// Builders for import payloads. The defaults come from the JSON fixtures under tests/fixtures/tracker.

use crate::modules::tracker::adapters::outbound::metadata_catalog::MetadataCatalog;
use crate::modules::tracker::core::payload::{DataValuePayload, EventPayload, TrackerObjects};
use std::fs;
use std::path::PathBuf;

fn fixture_path(name: &str) -> PathBuf {
    PathBuf::from(env!("CARGO_MANIFEST_DIR"))
        .join("tests/fixtures/tracker")
        .join(name)
}

pub fn from_json(name: &str) -> TrackerObjects {
    let json_str = fs::read_to_string(fixture_path(name)).unwrap();
    serde_json::from_str(&json_str).unwrap()
}

pub fn simple_metadata() -> MetadataCatalog {
    let json_str = fs::read_to_string(fixture_path("simple_metadata.json")).unwrap();
    serde_json::from_str(&json_str).unwrap()
}

pub struct EventPayloadBuilder {
    inner: EventPayload,
}

impl Default for EventPayloadBuilder {
    fn default() -> Self {
        Self::new()
    }
}

#[allow(dead_code)]
impl EventPayloadBuilder {
    pub fn new() -> Self {
        let json_str = fs::read_to_string(fixture_path("event_with_data_value.json")).unwrap();
        Self {
            inner: serde_json::from_str(&json_str).unwrap(),
        }
    }

    pub fn event(mut self, v: impl Into<String>) -> Self {
        self.inner.event = v.into();
        self
    }

    pub fn without_data_values(mut self) -> Self {
        self.inner.data_values.clear();
        self
    }

    /// Sets the value for `data_element`, adding the data value if the payload does not carry it yet.
    pub fn value(mut self, data_element: &str, value: Option<&str>) -> Self {
        match self
            .inner
            .data_values
            .iter_mut()
            .find(|dv| dv.data_element == data_element)
        {
            Some(dv) => dv.value = value.map(String::from),
            None => self.inner.data_values.push(DataValuePayload {
                data_element: data_element.to_string(),
                value: value.map(String::from),
                provided_elsewhere: false,
                stored_by: None,
            }),
        }
        self
    }

    pub fn push(mut self, data_value: DataValuePayload) -> Self {
        self.inner.data_values.push(data_value);
        self
    }

    pub fn build(self) -> EventPayload {
        self.inner
    }
}
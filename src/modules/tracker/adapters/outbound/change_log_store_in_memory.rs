// In memory implementation of the ChangeLogStore port.
//
// Responsibilities
// - Keep entries in insertion order and number them.
// - Simulate an unreachable backend, immediately or after a number of appends.

use crate::modules::tracker::adapters::outbound::change_log_store::{
    ChangeLogStore, ChangeLogStoreError,
};
use crate::modules::tracker::core::change_log::{ChangeLogEntry, ChangeLogQuery};
use std::sync::atomic::{AtomicBool, AtomicI64, Ordering};
use tokio::sync::RwLock;

pub struct InMemoryChangeLogStore {
    entries: RwLock<Vec<(u64, ChangeLogEntry)>>,
    is_offline: AtomicBool,
    appends_until_offline: AtomicI64,
}

impl Default for InMemoryChangeLogStore {
    fn default() -> Self {
        Self {
            entries: RwLock::new(Vec::new()),
            is_offline: AtomicBool::new(false),
            appends_until_offline: AtomicI64::new(-1),
        }
    }
}

impl InMemoryChangeLogStore {
    pub fn new() -> Self {
        Self::default()
    }

    pub fn toggle_offline(&self) {
        self.is_offline.fetch_xor(true, Ordering::SeqCst);
    }

    /// Accept `appends` more entries, then behave as offline.
    pub fn go_offline_after(&self, appends: i64) {
        self.appends_until_offline.store(appends, Ordering::SeqCst);
    }

    pub async fn len(&self) -> usize {
        self.entries.read().await.len()
    }

    pub async fn is_empty(&self) -> bool {
        self.entries.read().await.is_empty()
    }

    pub async fn last_sequence(&self) -> u64 {
        self.entries.read().await.last().map_or(0, |(seq, _)| *seq)
    }

    fn ensure_online(&self) -> Result<(), ChangeLogStoreError> {
        if self.is_offline.load(Ordering::SeqCst) {
            return Err(ChangeLogStoreError::Unavailable(
                "Change log store offline".into(),
            ));
        }
        Ok(())
    }
}

#[async_trait::async_trait]
impl ChangeLogStore for InMemoryChangeLogStore {
    async fn append(&self, entry: ChangeLogEntry) -> Result<u64, ChangeLogStoreError> {
        self.ensure_online()?;
        // negative means unlimited and is left untouched
        let claimed = self.appends_until_offline.fetch_update(
            Ordering::SeqCst,
            Ordering::SeqCst,
            |remaining| (remaining > 0).then(|| remaining - 1),
        );
        if claimed == Err(0) {
            self.is_offline.store(true, Ordering::SeqCst);
            return Err(ChangeLogStoreError::Unavailable(
                "Change log store offline".into(),
            ));
        }

        let mut guard = self.entries.write().await;
        let sequence = guard.last().map_or(0, |(seq, _)| *seq) + 1;
        guard.push((sequence, entry));
        Ok(sequence)
    }

    async fn query(
        &self,
        query: &ChangeLogQuery,
    ) -> Result<Vec<ChangeLogEntry>, ChangeLogStoreError> {
        self.ensure_online()?;
        let guard = self.entries.read().await;
        Ok(query.select(guard.iter().map(|(_, entry)| entry)))
    }
}
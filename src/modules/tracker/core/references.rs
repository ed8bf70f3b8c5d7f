use std::fmt;

#[derive(Debug, Clone, Copy, PartialEq, Eq)]
pub enum ReferenceKind {
    Event,
    DataElement,
}

impl fmt::Display for ReferenceKind {
    fn fmt(&self, f: &mut fmt::Formatter<'_>) -> fmt::Result {
        match self {
            ReferenceKind::Event => f.write_str("event"),
            ReferenceKind::DataElement => f.write_str("data element"),
        }
    }
}

/// Answers whether an identifier in an import payload points at something the platform knows.
pub trait ReferenceResolver: Send + Sync {
    fn resolves(&self, kind: ReferenceKind, uid: &str) -> bool;
}
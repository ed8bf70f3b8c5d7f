use crate::modules::tracker::core::change_log::{ChangeLogEntry, ChangeLogQuery};
use async_trait::async_trait;
use thiserror::Error;

#[derive(Debug, Error, Clone, PartialEq, Eq)]
pub enum ChangeLogStoreError {
    #[error("change log store unavailable: {0}")]
    Unavailable(String),
}

/// Append-only data value change log.
#[async_trait]
pub trait ChangeLogStore: Send + Sync {
    /// Appends the entry and returns its sequence number. Sequence numbers start at 1 and only grow.
    async fn append(&self, entry: ChangeLogEntry) -> Result<u64, ChangeLogStoreError>;

    /// Matching entries, oldest first.
    async fn query(&self, query: &ChangeLogQuery) -> Result<Vec<ChangeLogEntry>, ChangeLogStoreError>;
}
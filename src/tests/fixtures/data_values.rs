use crate::modules::tracker::core::data_value::{DataValue, IncomingValue};
use crate::tests::fixtures::USER;

pub const CREATED_AT: i64 = 1_700_000_000_000;
pub const IMPORTED_AT: i64 = 1_700_000_360_000;

/// Canonical stored value for tests.
pub fn make_data_value(event: &str, data_element: &str, value: &str) -> DataValue {
    DataValue {
        event: event.into(),
        data_element: data_element.into(),
        value: value.into(),
        provided_elsewhere: false,
        created_at: CREATED_AT,
        last_updated: CREATED_AT,
        stored_by: USER.into(),
    }
}

pub fn make_incoming_value(event: &str, data_element: &str, value: Option<&str>) -> IncomingValue {
    IncomingValue {
        event: event.into(),
        data_element: data_element.into(),
        value: value.map(String::from),
        provided_elsewhere: false,
        stored_by: USER.into(),
        timestamp: IMPORTED_AT,
    }
}
// TLS setup for the HTTPS listener
use std::path::Path;

use anyhow::{Context, Result};
use axum_server::tls_rustls::RustlsConfig;

/// axum-server and reqwest enable different rustls backends, so the process
/// default has to be chosen explicitly before any config is built.
pub fn install_crypto_provider() {
    // Err only means a provider is already installed
    let _ = rustls::crypto::ring::default_provider().install_default();
}

pub async fn load_tls_config(cert_path: &Path, key_path: &Path) -> Result<RustlsConfig> {
    install_crypto_provider();
    RustlsConfig::from_pem_file(cert_path, key_path)
        .await
        .with_context(|| {
            format!(
                "Failed to load TLS certificate/key from {} and {}",
                cert_path.display(),
                key_path.display()
            )
        })
}
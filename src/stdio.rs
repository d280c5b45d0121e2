// Newline-delimited JSON-RPC over stdin/stdout
use serde_json::Value;
use tokio::io::{AsyncBufRead, AsyncBufReadExt, AsyncReadExt, AsyncWrite, AsyncWriteExt, BufReader};
use tracing::{debug, info, warn};

use crate::client::HttpTransport;
use crate::handlers::McpServer;
use crate::rpc::{JsonRpcErrorResponse, INVALID_REQUEST, PARSE_ERROR};

/// Longest request line accepted, newline included.
pub const MAX_LINE_BYTES: u64 = 1024 * 1024;

pub async fn serve_stdio<T: HttpTransport>(server: &McpServer<T>) -> std::io::Result<()> {
    let stdin = BufReader::new(tokio::io::stdin());
    let stdout = tokio::io::stdout();
    serve(server, stdin, stdout).await
}

/// Answer one request per input line until EOF. Only I/O errors on the
/// reader or writer end the loop; bad lines get an error reply.
pub async fn serve<T, R, W>(server: &McpServer<T>, mut reader: R, mut writer: W) -> std::io::Result<()>
where
    T: HttpTransport,
    R: AsyncBufRead + Unpin,
    W: AsyncWrite + Unpin,
{
    info!("Server ready, waiting for requests on stdin");
    let mut buf = Vec::new();

    loop {
        buf.clear();
        let n = (&mut reader)
            .take(MAX_LINE_BYTES)
            .read_until(b'\n', &mut buf)
            .await?;
        if n == 0 {
            break;
        }

        let reply = if n as u64 == MAX_LINE_BYTES && buf.last() != Some(&b'\n') {
            let skipped = skip_rest_of_line(&mut reader).await?;
            warn!("Dropped request line of more than {} bytes", n + skipped);
            Some(error_reply(INVALID_REQUEST, "Request too large"))
        } else {
            let line = buf.trim_ascii();
            if line.is_empty() {
                continue;
            }
            debug!("Received: {}", String::from_utf8_lossy(line));
            match serde_json::from_slice::<Value>(line) {
                Ok(request) => server.dispatch(request).await,
                Err(e) => {
                    debug!("Unparseable line: {}", e);
                    Some(error_reply(PARSE_ERROR, "Parse error"))
                }
            }
        };

        let Some(reply) = reply else {
            continue;
        };
        let mut out = serde_json::to_string(&reply)?;
        out.push('\n');
        writer.write_all(out.as_bytes()).await?;
        writer.flush().await?;
    }

    info!("stdin closed, shutting down");
    Ok(())
}

async fn skip_rest_of_line<R: AsyncBufRead + Unpin>(reader: &mut R) -> std::io::Result<usize> {
    let mut skipped = 0;
    loop {
        let chunk = reader.fill_buf().await?;
        if chunk.is_empty() {
            return Ok(skipped);
        }
        match chunk.iter().position(|b| *b == b'\n') {
            Some(pos) => {
                reader.consume(pos + 1);
                return Ok(skipped + pos + 1);
            }
            None => {
                let len = chunk.len();
                reader.consume(len);
                skipped += len;
            }
        }
    }
}

fn error_reply(code: i32, message: &str) -> Value {
    let error = JsonRpcErrorResponse::new(Value::Null, code, message.to_string());
    serde_json::to_value(error).unwrap_or(Value::Null)
}
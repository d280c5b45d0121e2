// Shared types for mcp-bins
use serde::{Deserialize, Serialize};
use std::fmt;

/// One scheduled pickup as returned by the council API.
#[derive(Serialize, Deserialize, Debug, Clone, PartialEq, Eq)]
pub struct CollectionRecord {
    /// `DD/MM/YYYY HH:MM:SS`
    #[serde(rename = "Date")]
    pub date: String,
    #[serde(rename = "Day")]
    pub day: String,
    #[serde(rename = "Service")]
    pub service: String,
}

#[derive(Serialize, Deserialize, Debug, Clone, Default, PartialEq, Eq)]
pub struct ScheduleResponse {
    #[serde(rename = "Collections", default)]
    pub collections: Vec<CollectionRecord>,
}

#[derive(Debug, Clone, Copy, PartialEq, Eq)]
pub enum BinCategory {
    Black,
    Red,
    Green,
    Unknown,
}

impl BinCategory {
    pub fn color(self) -> &'static str {
        match self {
            BinCategory::Black => "black",
            BinCategory::Red => "red",
            BinCategory::Green => "green",
            BinCategory::Unknown => "unknown",
        }
    }

    pub fn glyph(self) -> &'static str {
        match self {
            BinCategory::Black => "⚫",
            BinCategory::Red => "🔴",
            BinCategory::Green => "🟢",
            BinCategory::Unknown => "🗑️",
        }
    }
}

impl fmt::Display for BinCategory {
    fn fmt(&self, f: &mut fmt::Formatter<'_>) -> fmt::Result {
        f.write_str(self.color())
    }
}
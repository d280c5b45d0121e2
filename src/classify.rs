// Service name -> bin category
use crate::types::BinCategory;

const GENERAL_WASTE: [&str; 4] = ["household waste", "domestic waste", "general waste", "rubbish"];

/// Classify a free-text service description. First match wins, so a
/// "rubbish and recycling" service is still a black bin.
pub fn classify(service: &str) -> BinCategory {
    let service = service.to_lowercase();
    if GENERAL_WASTE.iter().any(|needle| service.contains(needle)) {
        BinCategory::Black
    } else if service.contains("recycling") {
        BinCategory::Red
    } else if service.contains("garden") {
        BinCategory::Green
    } else {
        BinCategory::Unknown
    }
}
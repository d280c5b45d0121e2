// Same-day collection warnings
use chrono::{Datelike, NaiveDateTime, Timelike};

pub const DATE_FORMAT: &str = "%d/%m/%Y %H:%M:%S";

pub const SOON: &str = " ⚠️ Collection is soon (around 9AM)!";
pub const MAY_HAVE_HAPPENED: &str = " ⚠️ Collection may have already happened (around 9AM)!";

/// Alert text to append to a collection's date line, or `""` when the
/// collection is not today or the date cannot be parsed.
pub fn time_alert(date: &str, now: NaiveDateTime) -> &'static str {
    let Ok(collection) = NaiveDateTime::parse_from_str(date, DATE_FORMAT) else {
        return "";
    };

    if collection.year() != now.year() || collection.ordinal() != now.ordinal() {
        return "";
    }

    match now.hour() {
        7 | 8 => SOON,
        h if h >= 9 => MAY_HAVE_HAPPENED,
        _ => "",
    }
}
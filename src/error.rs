use std::num::ParseIntError;

use thiserror::Error;

#[derive(Debug, Error)]
pub enum BinsError {
    #[error("uprn argument is required")]
    MissingUprn,

    #[error("uprn must be a valid number: {0}")]
    InvalidUprn(#[from] ParseIntError),

    #[error("failed to fetch bin collection data: {0}")]
    Fetch(#[from] TransportError),

    #[error("API request failed with status {0}")]
    UpstreamStatus(u16),

    #[error("failed to decode API response: {0}")]
    Decode(#[from] serde_json::Error),
}

impl BinsError {
    /// Caller mistakes, as opposed to upstream or network failures.
    pub fn is_validation(&self) -> bool {
        matches!(self, BinsError::MissingUprn | BinsError::InvalidUprn(_))
    }
}

/// Failure to get any HTTP response out of the transport.
#[derive(Debug, Error)]
pub enum TransportError {
    #[error("request timed out: {0}")]
    Timeout(String),

    #[error("connection failed: {0}")]
    Connect(String),

    #[error("{0}")]
    Other(String),
}

impl From<reqwest::Error> for TransportError {
    fn from(err: reqwest::Error) -> Self {
        if err.is_timeout() {
            TransportError::Timeout(err.to_string())
        } else if err.is_connect() {
            TransportError::Connect(err.to_string())
        } else {
            TransportError::Other(err.to_string())
        }
    }
}

pub type Result<T> = std::result::Result<T, BinsError>;
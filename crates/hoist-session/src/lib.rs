//! Incremental scope analysis sessions.
//!
//! A [`Session`] owns the current text, its syntax tree and scope tree, and
//! keeps them consistent with a stream of edits. Each edit is reparsed on a
//! background worker, either as the smallest enclosing function (a partial
//! reparse spliced back into the tree) or as the whole document. Parse
//! failures arm a debounced recovery timer that falls back to a full
//! reparse. Completed analyses are reported to a [`Consumer`].

pub mod analysis;
pub mod consumer;
pub mod edit;
pub mod error;
pub mod options;
pub mod session;
mod splice;
mod worker;

pub use analysis::Analysis;
pub use consumer::{Change, Consumer};
pub use edit::{EditDescriptor, EditError};
pub use error::ReparseError;
pub use options::EngineOptions;
pub use session::{Session, SessionStats};
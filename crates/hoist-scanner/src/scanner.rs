//! Scanner state machine.
//!
//! The scanner produces one token at a time on demand. A `/` is always
//! scanned as a division operator first; the parser calls
//! [`ScannerState::re_scan_slash_token`] when it is in expression position and
//! the slash actually starts a regular expression literal.

use crate::SyntaxKind;
use hoist_common::diagnostics::diagnostic_codes;
use hoist_common::{CommentRange, Diagnostic, Span};
use serde::Serialize;

/// A scanned token with its source range.
#[derive(Clone, Copy, Debug, PartialEq, Eq, Serialize)]
pub struct Token {
    pub kind: SyntaxKind,
    pub span: Span,
}

/// Saved scanner position for speculative look-ahead.
#[derive(Clone, Copy, Debug)]
pub struct ScannerSnapshot {
    pos: usize,
    token: SyntaxKind,
    token_start: usize,
    preceding_line_break: bool,
    comment_count: usize,
    diagnostic_count: usize,
}

pub struct ScannerState<'a> {
    text: &'a str,
    bytes: &'a [u8],
    pos: usize,
    token: SyntaxKind,
    token_start: usize,
    preceding_line_break: bool,
    collect_comments: bool,
    comments: Vec<CommentRange>,
    diagnostics: Vec<Diagnostic>,
}

#[inline]
fn is_line_terminator(ch: char) -> bool {
    matches!(ch, '\n' | '\r' | '\u{2028}' | '\u{2029}')
}

#[inline]
fn is_identifier_start(ch: char) -> bool {
    ch.is_ascii_alphabetic() || ch == '$' || ch == '_' || (!ch.is_ascii() && ch.is_alphabetic())
}

#[inline]
fn is_identifier_part(ch: char) -> bool {
    is_identifier_start(ch)
        || ch.is_ascii_digit()
        || (!ch.is_ascii() && ch.is_alphanumeric())
        || ch == '\u{200c}'
        || ch == '\u{200d}'
}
#####
**ASSIGNED TASK**
In the records above, locate each line with the word "char". Copy all such lines.

**RESPONSE TO THE EXERCISE**
fn is_line_terminator(ch: char) -> bool {
fn is_identifier_start(ch: char) -> bool {
fn is_identifier_part(ch: char) -> bool {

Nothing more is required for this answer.